Kage Baker actually enjoyed Christmas Day. Hip-deep in family, noise and kitchen disasters though she usually was, she enjoyed the mad whirl of The Day. Even on years when we got up at 3 AM to drive to Los Angeles from Pismo Beach in time to herald dawn with nieces and nephews, she was happy to do so.
Mind you, she generally slept through the trip South. She’d wake up when the sun finally crested the sea hills, somewhere around Ventura, and open her eyes to the dun-silver hills and the sea. I was the one who enjoyed the race through the starry night – I cherished all those long treks, the car full of sleeping family (sometimes we had niece Emma or nephew Michael. We always had Harry.) and piled presents, loose bows rolling around on the floor with emptied coffee cups from the weeks of Dickens Fair …
It was always my favourite night of all the year, Christmas Eve-not-quite-morning, running through the night with the stars. In some places the road would be shining with frost most years; in others, various strangers’ lights were left on to guide Father Christmas, Grandfather Winter, Santa Claus and Odin to their banked hearths. I’m pretty sure it was Odin they were waiting for, that one year I passed the little house alone on the cliffs between Reina de Mariposa and Isla Vista, because the white lights on its roof formed a valknut symbol. You get some funny things lighting up the night in empty places, and near universities.
But the whole point of the night runs was to arrive at our destination with the Yule sun. Which we did, most years. Triumph was ours, climbing the stair with the newborn shadows still ice pale and frozen, before the new sun quite illumined the world. Which was extremely handy. There is no sun so blindingly bright as Mid-Winter’s dawn.
This year, as in the past several, I have had the easier route: I slept in my own bed all night, and woke up waaaay past dawn to fresh-baked all manner of delicious things. Kimberly is a morning person, and was up before the laggard sun, I think, popping yummies in and out of the oven at various temperatures: which is certainly a kinder, gentler way of waking up the rest of us. The dog was up, of course, unshakeable in his faith that this year, she’d finally drop the standing prime rib roast on the floor. The cats were still stoned and boneless under the Christmas tree, drug socks clutched in their paws.
I didn’t even have the midnight drive home down I-5 after the closing of Dickens: I was already home by then, fighting off pneumonia while my heroic cast began breakdown without me. (This Sunday I will be back up there, though, to supervise the annual storage of the props and furniture; which means, sitting on the last chair until the last minute, watching the young and strong interweave all our couches, sideboards and love seats into an architectural knot for the year.) No, I rose straight into the long white light of Christmas dawn, ready for the family rituals.
Some years one is blessed by the most unexpected things.

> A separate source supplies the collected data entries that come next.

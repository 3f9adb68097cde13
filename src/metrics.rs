//! Jump height and power scoring
//!
//! Both numbers are heuristics computed from the extrema of a single jump.
//! The height estimate takes one velocity guess from the peak excess
//! acceleration instead of integrating the waveform, so treat it as a
//! relative score rather than a measured height. The formulas are kept
//! exactly as shipped so scores stay comparable across versions.

use crate::detector::JumpPhase;

/// Standard gravity (m/s²)
const GRAVITY: f64 = 9.81;

/// Effective push-off time used to turn excess acceleration into velocity (s)
const PUSH_OFF_SECS: f64 = 0.1;

/// Velocity boost applied when the minimum shows real free fall
const AIRBORNE_FACTOR: f64 = 1.3;

/// Minimum composite G that counts as real free fall
const AIRBORNE_MIN_G: f64 = 0.5;

pub const MAX_HEIGHT_CM: f64 = 150.0;
pub const MAX_POWER_SCORE: f64 = 100.0;

/// Derived scores for a completed jump
#[derive(Debug, Clone, Copy, PartialEq)]
pub struct JumpMetrics {
    pub height_cm: f64,
    pub power_score: f64,
}

impl JumpMetrics {
    pub fn compute(max_g: f64, min_g: f64, ending_phase: JumpPhase) -> Self {
        Self {
            height_cm: jump_height_cm(max_g, min_g),
            power_score: power_score(max_g, min_g, ending_phase),
        }
    }
}

/// Estimated jump height in centimetres, within `[0, 150]`
///
/// ```
/// use mesh_jump_detector::metrics::jump_height_cm;
///
/// assert_eq!(jump_height_cm(1.0, 0.2), 0.0);
/// assert!(jump_height_cm(2.0, 0.2) > jump_height_cm(2.0, 0.8));
/// ```
pub fn jump_height_cm(max_g: f64, min_g: f64) -> f64 {
    // Also catches NaN
    if !(max_g > 1.0) {
        return 0.0;
    }

    let excess_acceleration = (max_g - 1.0) * GRAVITY;

    let airborne_factor = if min_g < AIRBORNE_MIN_G {
        AIRBORNE_FACTOR
    } else {
        1.0
    };

    let estimated_velocity = excess_acceleration * PUSH_OFF_SECS * airborne_factor;
    let height_m = estimated_velocity.powi(2) / (2.0 * GRAVITY);
    let height_cm = height_m * 100.0;

    height_cm.max(0.0).min(MAX_HEIGHT_CM)
}

/// Weighted jump score within `[0, 100]`
///
/// Height contributes up to 50 points and peak acceleration up to 30. A
/// minimum below 0.6 G adds 15, and ending in the airborne or landing phase
/// adds 5.
pub fn power_score(max_g: f64, min_g: f64, ending_phase: JumpPhase) -> f64 {
    let height_score = (jump_height_cm(max_g, min_g) * 0.6).min(50.0);
    let acceleration_score = ((max_g - 1.0) * 20.0).min(30.0);

    let airborne_bonus = if min_g < 0.6 { 15.0 } else { 0.0 };

    let phase_bonus = match ending_phase {
        JumpPhase::Airborne | JumpPhase::Landing => 5.0,
        JumpPhase::Idle | JumpPhase::Takeoff => 0.0,
    };

    let total = height_score + acceleration_score + airborne_bonus + phase_bonus;
    total.max(0.0).min(MAX_POWER_SCORE)
}
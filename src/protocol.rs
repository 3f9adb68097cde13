//! MESH block BLE protocol constants
//!
//! Every MESH block exposes the same three GATT characteristics. Sensor
//! data arrives on the notify characteristic, commands go to the write
//! characteristic.

/// Characteristic that carries sensor notifications
pub const CORE_NOTIFY_UUID: &str = "72c90003-57a9-4d40-b746-534e22ec9f9e";

/// Characteristic that accepts commands (activation, LED output)
pub const CORE_WRITE_UUID: &str = "72c90004-57a9-4d40-b746-534e22ec9f9e";

/// Characteristic used for indications (block status)
pub const CORE_INDICATE_UUID: &str = "72c90005-57a9-4d40-b746-534e22ec9f9e";

/// Advertised name prefix of the motion (accelerometer) block
pub const MOTION_BLOCK_NAME_PREFIX: &str = "MESH-100AC";

/// Advertised name prefix of the LED block
pub const LED_BLOCK_NAME_PREFIX: &str = "MESH-100LE";

/// First byte of every sensor message and LED command
pub const SENSOR_MESSAGE_TYPE: u8 = 0x01;

/// Command written once after connecting; the block stays silent until it
/// receives this.
pub const ACTIVATE_COMMAND: [u8; 4] = [0x00, 0x02, 0x01, 0x03];

/// Auxiliary event tag carried in byte 1 of a motion notification
///
/// Informational only; jump detection works on the raw axes.
#[derive(Debug, Clone, Copy, PartialEq, Eq, Hash)]
pub enum MotionEventType {
    Tap,
    Shake,
    Flip,
    Orientation,
    Unknown(u8),
}

impl MotionEventType {
    pub fn from_tag(tag: u8) -> Self {
        match tag {
            0x00 => Self::Tap,
            0x01 => Self::Shake,
            0x02 => Self::Flip,
            0x03 => Self::Orientation,
            other => Self::Unknown(other),
        }
    }

    pub fn tag(&self) -> u8 {
        match self {
            Self::Tap => 0x00,
            Self::Shake => 0x01,
            Self::Flip => 0x02,
            Self::Orientation => 0x03,
            Self::Unknown(tag) => *tag,
        }
    }

    pub fn as_str(&self) -> &'static str {
        match self {
            Self::Tap => "tap",
            Self::Shake => "shake",
            Self::Flip => "flip",
            Self::Orientation => "orientation",
            Self::Unknown(_) => "unknown",
        }
    }
}
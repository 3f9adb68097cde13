//! Event sinks for jump lifecycle events
//!
//! The detector reports to whatever implements [`EventSink`]. It calls the
//! sink synchronously, once when a jump starts and once when it completes,
//! and never inspects what the sink does with the event.

use crate::detector::JumpEvent;
use std::sync::mpsc::Sender;
use tracing::{info, warn};

/// Consumer of jump lifecycle events
pub trait EventSink {
    fn on_event(&mut self, event: JumpEvent);
}

/// Collects every event, mostly for tests and offline replays
impl EventSink for Vec<JumpEvent> {
    fn on_event(&mut self, event: JumpEvent) {
        self.push(event);
    }
}

impl<S: EventSink + ?Sized> EventSink for &mut S {
    fn on_event(&mut self, event: JumpEvent) {
        (**self).on_event(event);
    }
}

impl<S: EventSink + ?Sized> EventSink for Box<S> {
    fn on_event(&mut self, event: JumpEvent) {
        (**self).on_event(event);
    }
}

/// Hands events to another thread
///
/// If the receiver is gone the event is dropped with a warning; the
/// detector keeps running either way.
impl EventSink for Sender<JumpEvent> {
    fn on_event(&mut self, event: JumpEvent) {
        if let Err(err) = self.send(event) {
            warn!("Jump event receiver disconnected, dropping {:?}", err.0);
        }
    }
}

/// Writes each event as a `tracing` record
#[derive(Debug, Default, Clone, Copy)]
pub struct LogSink;

impl EventSink for LogSink {
    fn on_event(&mut self, event: JumpEvent) {
        match event {
            JumpEvent::Start { time, start_g, .. } => {
                info!(time, start_g, "jump started");
            }
            JumpEvent::Complete {
                time,
                duration,
                height_cm,
                power_score,
                max_g,
                min_g,
                ending_phase,
                timed_out,
                ..
            } => {
                info!(
                    time,
                    duration,
                    height_cm,
                    power_score,
                    max_g,
                    min_g,
                    phase = ending_phase.as_str(),
                    timed_out,
                    "jump completed"
                );
            }
        }
    }
}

At the advanced age of 61, I am grateful as never before to be sleeping in my own bed. Grateful to wake up with the family I would happily drive 300 miles in the dark to see, already gathered in the living room. Grateful to sleep in the coruscation of coloured lights from tree and wall and window and desk-edge that – on any other night at all – would have kept me fretfully awake. Grateful for the new miracle of greetings via the aether from friends all over the country, and grateful for the old, old miracle of the fire on the hearth and its ancient message:
Oh, the running of the deer and the rising of the sun: Sol Invictus! The Light returns, Life wins again, and with any luck – per the blessed Sir Terry Pratchett – the oxygen will thaw out.
Merry Yule, Dear Readers. unto you all. Happy Christmas, Holy Solstice, Well-Balanced Perihelion! Merry Yule!